Drogi Macieju, ataki na Ciebie są absolutnie żenujące - widzi to chyba każdy myślący człowiek. Dragula dostał za to ode mnie pstryczka w nos, a nikczemne zagrywki zefcia dość wyraźnie naświetliłem i wypisałem wszystkim zainteresowanym.
To była moja forma wsparcia. Chcę jednak wyraźnie podkreślić, że dla mnie liczy się też człowiek, nie tylko same argumenty - z kim mam do czynienia - z człowiekiem honoru, zasad i uczciwości czy ze zwykłym pędrakiem.

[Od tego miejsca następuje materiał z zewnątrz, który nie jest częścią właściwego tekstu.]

//! Recognized configuration options
//!
//! A single tunables struct with a `Default` impl — no config-file parsing
//! here, that belongs to the excluded CLI front-end.

/// All recognized configuration options for the memory engine.
#[derive(Debug, Clone, PartialEq)]
pub struct MemoryConfig {
    /// Target embedding dimension `D`. Provider vectors are padded or
    /// truncated to this length by the Dimension Normalizer (C6).
    pub dimension: usize,

    /// Context assembler token budget (C7/C8).
    pub max_tokens: usize,

    /// Context buffer freshness window, in milliseconds.
    pub max_time_window_ms: i64,

    /// Context buffer similarity filter, 0.0..=1.0.
    pub relevance_threshold: f32,

    /// Post-prune context buffer length.
    pub max_context_size: usize,

    /// Default retrieval cutoff on the 0..100 `adj_sim` scale.
    pub similarity_threshold_default: f32,

    /// Sliding window overlap ratio, 0.0..=0.5.
    pub overlap_ratio: f32,

    /// Characters-per-token heuristic.
    pub avg_token_len: usize,

    /// Floor on `window_size`'s clamp, in tokens. Not separately enumerated
    /// in §6's option list, but required by the Context Window Manager's
    /// `window_size` clamp (§4.7) — defaults to a fraction of `max_tokens`.
    pub min_window: usize,

    /// Ceiling on `window_size`'s clamp, in tokens. Defaults to
    /// `max_tokens`, since the overflow path (§4.8 step 5) only runs when
    /// the assembled context already exceeds that budget.
    pub max_window: usize,

    /// Embedding cache bounded capacity `M`.
    pub cache_max_size: usize,

    /// Embedding cache per-entry TTL `T`, in milliseconds.
    pub cache_ttl_ms: i64,

    /// Access-count threshold for short-term → long-term promotion.
    pub promotion_access_threshold: u64,

    /// Optional cap on summarized output length per bullet in the context
    /// assembler. `None` disables truncation.
    pub context_truncation_limit: Option<usize>,

    /// Temporal decay rate applied to `decay_factor`, per second.
    pub decay_rate: f64,

    /// Multiplier applied to `decay_factor` on a retrieval hit.
    pub promote_factor: f64,

    /// Multiplier applied to `decay_factor` on a retrieval miss.
    pub demote_factor: f64,
}

impl Default for MemoryConfig {
    fn default() -> Self {
        Self {
            dimension: 256,
            max_tokens: 8192,
            max_time_window_ms: 86_400_000,
            relevance_threshold: 0.0,
            max_context_size: 5,
            similarity_threshold_default: 40.0,
            overlap_ratio: 0.1,
            avg_token_len: 4,
            min_window: 256,
            max_window: 8192,
            cache_max_size: 1000,
            cache_ttl_ms: 3_600_000,
            promotion_access_threshold: 10,
            context_truncation_limit: None,
            decay_rate: 1e-4,
            promote_factor: 1.1,
            demote_factor: 0.9,
        }
    }
}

Wykazałeś wiele pozytywnych cech, ale zapaliły mi się też czerwone lampki
Pozytywne cechy :
1. Wprowadziłeś zupełnie nową jakość - oryginalny, ciekawy, dobrze opisany argument, poparty szeregiem dowodów.

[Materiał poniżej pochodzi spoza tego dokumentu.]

//! External collaborator contracts
//!
//! These traits are the crate's only window onto the outside world: a
//! concrete LLM provider, a storage backend, and a prompt-template library
//! are all out of scope and are expressed here as abstract, `async`-capable
//! interfaces the facade (C9) is generic over. Every method is a blocking
//! suspension point, so the traits are `#[async_trait]` — the same crate
//! the rest of the retrieved pack reaches for at this seam (`openpawz-core`,
//! `pawz-code`).

use async_trait::async_trait;
use serde::{Deserialize, Serialize};

use crate::memory::Interaction;

/// One message in a chat-style conversation, as handed to [`ChatProvider::chat`].
#[derive(Debug, Clone, Serialize, Deserialize)]
pub struct ChatMessage {
    pub role: String,
    pub content: String,
}

impl ChatMessage {
    pub fn system(content: impl Into<String>) -> Self {
        Self { role: "system".to_string(), content: content.into() }
    }

    pub fn user(content: impl Into<String>) -> Self {
        Self { role: "user".to_string(), content: content.into() }
    }

    pub fn assistant(content: impl Into<String>) -> Self {
        Self { role: "assistant".to_string(), content: content.into() }
    }
}

/// Free-form per-call options (temperature, max tokens, ...). Left opaque —
/// concrete providers interpret the keys they understand and ignore the rest.
pub type ProviderOptions = serde_json::Value;

/// Failure from any external collaborator call.
#[non_exhaustive]
#[derive(Debug, thiserror::Error)]
pub enum ProviderError {
    #[error("provider unavailable: {0}")]
    Unavailable(String),

    #[error("storage error: {0}")]
    Storage(String),

    #[error("config error: {0}")]
    Config(String),
}

/// Abstract LLM provider: chat, completion, and raw embedding generation.
///
/// The core never talks to a concrete vendor API; callers inject an
/// implementation (OpenAI, Anthropic, a local model server, a test double).
#[async_trait]
pub trait ChatProvider: Send + Sync {
    /// Multi-turn chat completion.
    async fn chat(
        &self,
        model: &str,
        messages: &[ChatMessage],
        options: &ProviderOptions,
    ) -> Result<String, ProviderError>;

    /// Single-turn text completion.
    async fn completion(
        &self,
        model: &str,
        prompt: &str,
        options: &ProviderOptions,
    ) -> Result<String, ProviderError>;

    /// Raw embedding generation in the provider's native dimension (which
    /// may differ from the store's configured `D` — the Dimension
    /// Normalizer, C6, reconciles that before ingestion).
    async fn embed(&self, model: &str, text: &str) -> Result<Vec<f32>, ProviderError>;
}

/// A snapshot of the full store, as persisted by [`Storage::save`] and
/// returned by [`Storage::load_history`].
#[derive(Debug, Clone, Default, Serialize, Deserialize)]
pub struct StoreSnapshot {
    pub short_term: Vec<Interaction>,
    pub long_term: Vec<Interaction>,
}

/// Opaque persistence collaborator.
///
/// The core consumes this interface but defines no log format or durability
/// guarantee of its own.
#[async_trait]
pub trait Storage: Send + Sync {
    /// Load the short-term and long-term tiers at startup.
    async fn load_history(&self) -> Result<(Vec<Interaction>, Vec<Interaction>), ProviderError>;

    /// Persist a full store snapshot.
    async fn save(&self, snapshot: &StoreSnapshot) -> Result<(), ProviderError>;

    /// Release any resources (connections, file handles) held by the backend.
    async fn close(&self) -> Result<(), ProviderError>;
}

/// Optional transactional extension for backends that support it.
#[async_trait]
pub trait TransactionalStorage: Storage {
    async fn begin_tx(&self) -> Result<(), ProviderError>;
    async fn commit(&self) -> Result<(), ProviderError>;
    async fn rollback(&self) -> Result<(), ProviderError>;
}

/// Prompt-template library contract.
///
/// Pure text assembly — never `async`, since it never leaves the process.
pub trait PromptTemplates: Send + Sync {
    /// Build the payload sent to [`ChatProvider::completion`]/`chat` to
    /// extract concepts from `text`. The response is expected to contain a
    /// `[...]` JSON array (see `manager::extract_concepts`).
    fn concept_prompt(&self, model: &str, text: &str) -> String;

    /// Build the message list sent to [`ChatProvider::chat`] for response
    /// generation given assembled context.
    fn chat_prompt(
        &self,
        model: &str,
        system: Option<&str>,
        context: &str,
        user_query: &str,
    ) -> Vec<ChatMessage>;
}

2. Przedstawiłeś obliczenia popierające swoje argumenty
3. Wykazałeś kulturę osobistę i spokój
4. Wykazałeś ogrom cierpliwości do swoich rozmówców
5. Wykazałeś dobrą wolę
6. Wniosłeś ogrom pracy własnej
7. Przeprowadziłeś eksperymenty osobiście
Już jednym czy dwoma postami wniosłeś do dyskusji generalnie więcej niż wielu innych rozmówców przez miesiące.
Za to wielki szacun i tylko ZaKotem miał na razie tyle klasy, uczciwości i inteligencji by przyznać Ci za to wszystko zasłużonego plusa.

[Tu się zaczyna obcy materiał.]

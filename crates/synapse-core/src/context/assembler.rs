//! Context Assembler (C8)
//!
//! Prunes and summarizes recent/retrieved interactions into a single bounded
//! context string, falling back to the window manager (C7) when the
//! assembled text overflows the token budget.

use chrono::{DateTime, Utc};

use crate::config::MemoryConfig;
use crate::memory::Interaction;

use super::window::{create_windows, estimate_tokens, merge, window_size};

/// One entry in the [`ContextAssembler`]'s buffer.
#[derive(Debug, Clone)]
pub struct BufferEntry {
    pub interaction: Interaction,
    pub similarity: f32,
    pub added_at: DateTime<Utc>,
}

/// Tunables consumed by [`ContextAssembler::build_context`].
#[derive(Debug, Clone)]
pub struct ContextOptions {
    pub max_time_window_ms: i64,
    pub relevance_threshold: f32,
    pub max_context_size: usize,
    pub max_tokens: usize,
    pub min_window: usize,
    pub max_window: usize,
    pub overlap_ratio: f32,
    pub avg_token_len: usize,
    pub truncation_limit: Option<usize>,
    pub system_context: Option<String>,
}

impl ContextOptions {
    /// Derive the §6 recognized context-assembler options straight from
    /// `config`, the way the facade (C9) builds them by default —
    /// `system_context` is per-call, not a config field, so it's the only
    /// piece a caller still supplies.
    pub fn from_config(config: &MemoryConfig, system_context: Option<String>) -> Self {
        Self {
            max_time_window_ms: config.max_time_window_ms,
            relevance_threshold: config.relevance_threshold,
            max_context_size: config.max_context_size,
            max_tokens: config.max_tokens,
            min_window: config.min_window,
            max_window: config.max_window,
            overlap_ratio: config.overlap_ratio,
            avg_token_len: config.avg_token_len,
            truncation_limit: config.context_truncation_limit,
            system_context,
        }
    }
}

/// Concept-grouped summarizer, pruner, and window-overflow handler owning
/// the context buffer.
#[derive(Debug, Clone, Default)]
pub struct ContextAssembler {
    buffer: Vec<BufferEntry>,
}

impl ContextAssembler {
    pub fn new() -> Self {
        Self::default()
    }

    pub fn buffer_len(&self) -> usize {
        self.buffer.len()
    }

    /// Step 1: evict stale/irrelevant entries, sort by similarity
    /// descending, truncate to `max_context_size`.
    fn prune(&mut self, options: &ContextOptions, now: DateTime<Utc>) {
        self.buffer.retain(|entry| {
            let age_ms = (now - entry.added_at).num_milliseconds();
            age_ms <= options.max_time_window_ms && entry.similarity >= options.relevance_threshold
        });
        self.buffer
            .sort_by(|a, b| b.similarity.partial_cmp(&a.similarity).unwrap_or(std::cmp::Ordering::Equal));
        self.buffer.truncate(options.max_context_size);
    }

    /// Step 2: ingest new retrievals (their own similarity) and recent
    /// interactions (fixed similarity 0.9), both stamped `added_at = now`.
    fn ingest(
        &mut self,
        retrievals: &[(Interaction, f32)],
        recent_interactions: &[Interaction],
        now: DateTime<Utc>,
    ) {
        for (interaction, similarity) in retrievals {
            self.buffer.push(BufferEntry { interaction: interaction.clone(), similarity: *similarity, added_at: now });
        }
        for interaction in recent_interactions {
            self.buffer.push(BufferEntry { interaction: interaction.clone(), similarity: 0.9, added_at: now });
        }
    }

    /// Step 3: group `entries` by primary concept and render each group.
    fn summarize(entries: &[BufferEntry], truncation_limit: Option<usize>) -> String {
        let mut groups: Vec<(String, Vec<&BufferEntry>)> = Vec::new();
        for entry in entries {
            let key = entry.interaction.primary_concept().to_string();
            match groups.iter_mut().find(|(k, _)| *k == key) {
                Some((_, members)) => members.push(entry),
                None => groups.push((key, vec![entry])),
            }
        }

        let mut blocks = Vec::new();
        for (concept, members) in &groups {
            if members.len() == 1 {
                let entry = members[0];
                blocks.push(format!(
                    "Q: {}\nA: {}",
                    entry.interaction.prompt, entry.interaction.output
                ));
            } else {
                let mut block = format!("Topic: {concept}\n");
                let lines: Vec<String> = members
                    .iter()
                    .take(5)
                    .map(|entry| {
                        let output = truncate_output(&entry.interaction.output, truncation_limit);
                        format!("- {} → {}", entry.interaction.prompt, output)
                    })
                    .collect();
                block.push_str(&lines.join("\n"));
                blocks.push(block);
            }
        }
        blocks.join("\n\n")
    }

    /// Prune, ingest, summarize, assemble, and hand off to the window
    /// manager if the result overflows the token budget.
    pub fn build_context(
        &mut self,
        retrievals: &[(Interaction, f32)],
        recent_interactions: &[Interaction],
        options: &ContextOptions,
    ) -> String {
        let now = Utc::now();
        self.prune(options, now);
        self.ingest(retrievals, recent_interactions, now);
        self.prune(options, now);

        if self.buffer.is_empty() {
            return String::new();
        }

        let summary = Self::summarize(&self.buffer, options.truncation_limit);

        let mut sections = Vec::new();
        if let Some(system) = &options.system_context {
            sections.push(format!("System Context: {system}"));
        }
        if !summary.is_empty() {
            sections.push(format!("Relevant Context:\n{summary}"));
        }
        let assembled = sections.join("\n\n");

        if estimate_tokens(&assembled, options.avg_token_len) <= options.max_tokens {
            return assembled;
        }

        let w = window_size(&assembled, options.min_window, options.max_window, options.avg_token_len);
        let windows = create_windows(&assembled, w, options.overlap_ratio);
        merge(&windows, options.min_window, options.max_window, options.overlap_ratio)
    }
}

fn truncate_output(output: &str, limit: Option<usize>) -> String {
    match limit {
        Some(limit) if output.chars().count() > limit => {
            let truncated: String = output.chars().take(limit).collect();
            format!("{truncated}...")
        }
        _ => output.to_string(),
    }
}

#[cfg(test)]
mod tests {
    use super::*;
    use std::collections::BTreeSet;

    fn interaction(prompt: &str, output: &str, concept: &str) -> Interaction {
        let mut concepts = BTreeSet::new();
        concepts.insert(concept.to_string());
        Interaction::new(prompt, output, vec![0.0; 4], concepts)
    }

    fn options() -> ContextOptions {
        ContextOptions {
            max_time_window_ms: 86_400_000,
            relevance_threshold: 0.0,
            max_context_size: 5,
            max_tokens: 8192,
            min_window: 100,
            max_window: 2000,
            overlap_ratio: 0.1,
            avg_token_len: 4,
            truncation_limit: None,
            system_context: None,
        }
    }

    #[test]
    fn empty_inputs_produce_empty_context() {
        let mut assembler = ContextAssembler::new();
        let out = assembler.build_context(&[], &[], &options());
        assert_eq!(out, "");
    }

    #[test]
    fn buffer_length_never_exceeds_max_context_size() {
        let mut assembler = ContextAssembler::new();
        let retrievals: Vec<(Interaction, f32)> = (0..10)
            .map(|i| (interaction(&format!("p{i}"), &format!("o{i}"), "ai"), 0.5))
            .collect();
        assembler.build_context(&retrievals, &[], &options());
        assert!(assembler.buffer_len() <= options().max_context_size);
    }

    #[test]
    fn scenario_concept_grouping_with_truncation() {
        let retrievals = vec![
            (interaction("p1", "this output is much longer than twenty characters", "ai"), 0.9),
            (interaction("p2", "short", "ai"), 0.8),
            (interaction("p3", "another one here", "ai"), 0.7),
            (interaction("p4", "bio output text", "bio"), 0.6),
        ];
        let mut opts = options();
        opts.truncation_limit = Some(20);

        let mut assembler = ContextAssembler::new();
        let out = assembler.build_context(&retrievals, &[], &opts);

        assert!(out.contains("Topic: ai"));
        assert!(out.contains("Q: p4\nA: bio output text"));
        assert!(out.contains("..."));
        assert!(out.contains("this output is much ..."));
        assert!(!out.contains("short..."));
    }

    #[test]
    fn recent_interactions_get_fixed_similarity() {
        let mut assembler = ContextAssembler::new();
        let recent = vec![interaction("p", "o", "ai")];
        assembler.build_context(&[], &recent, &options());
        assert_eq!(assembler.buffer.len(), 1);
        assert!((assembler.buffer[0].similarity - 0.9).abs() < f32::EPSILON);
    }

    #[test]
    fn system_context_header_is_prepended() {
        let mut assembler = ContextAssembler::new();
        let mut opts = options();
        opts.system_context = Some("be concise".to_string());
        let out = assembler.build_context(&[(interaction("p", "o", "ai"), 0.9)], &[], &opts);
        assert!(out.starts_with("System Context: be concise"));
    }

    #[test]
    fn from_config_carries_every_recognized_context_option() {
        let config = MemoryConfig { max_context_size: 7, relevance_threshold: 0.3, ..MemoryConfig::default() };
        let opts = ContextOptions::from_config(&config, Some("be terse".to_string()));
        assert_eq!(opts.max_context_size, 7);
        assert!((opts.relevance_threshold - 0.3).abs() < f32::EPSILON);
        assert_eq!(opts.max_time_window_ms, config.max_time_window_ms);
        assert_eq!(opts.max_tokens, config.max_tokens);
        assert_eq!(opts.min_window, config.min_window);
        assert_eq!(opts.max_window, config.max_window);
        assert!((opts.overlap_ratio - config.overlap_ratio).abs() < f32::EPSILON);
        assert_eq!(opts.avg_token_len, config.avg_token_len);
        assert_eq!(opts.truncation_limit, config.context_truncation_limit);
        assert_eq!(opts.system_context.as_deref(), Some("be terse"));
    }
}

Zapaliły mi się jednak trzy czerwone lampki
1. Twoje lekceważące podejście do tematu tego czy rozmówca jest kłamcą czy nie - dla mnie jest to cecha jedna z najistotniejszych
2. Obliczenia są wykonane w amerykańskich jednostkach - skoro wykonałeś je Ty to czy naprawdę stanowi problem zmodyfikowanie jednostek na polskie?
3. Odpowiedź jaką udzieliłeś Christoffowi w sprawie zdjęć z kosmosu zmroziła mi krew w żyłach.
Parafrazując "zdjęcia z kosmosu są fałszywe, bo przeczą mojemu dowodowi geodezyjnemu"
Nie możesz w ten sposób podchodzić do tematu.
Jest wiele dowodów wykazujących, że zdjecia NASA są fałszywe, ale akurat nie ten, który podałeś.
Generalnie wielki szacunek za pracę którą wykonałeś, ale z takich ataków na Twoją osobę możesz wynieść wiele dobrego dla siebie. Zobaczyć ewentualne luki i słabości w swoim rozumowaniu i skorygować je dla dobra późniejszych debat i hartowania swojego charakteru.
Dlatego nie mam nic przeciwko atakom jeśli mają w sobie chociaż ziarnko uzasadnienia. Jeśli atak Cię boli to znaczy, że miały.
Niewiele Cię jak dotąd zabolało, a to bardzo dobrze.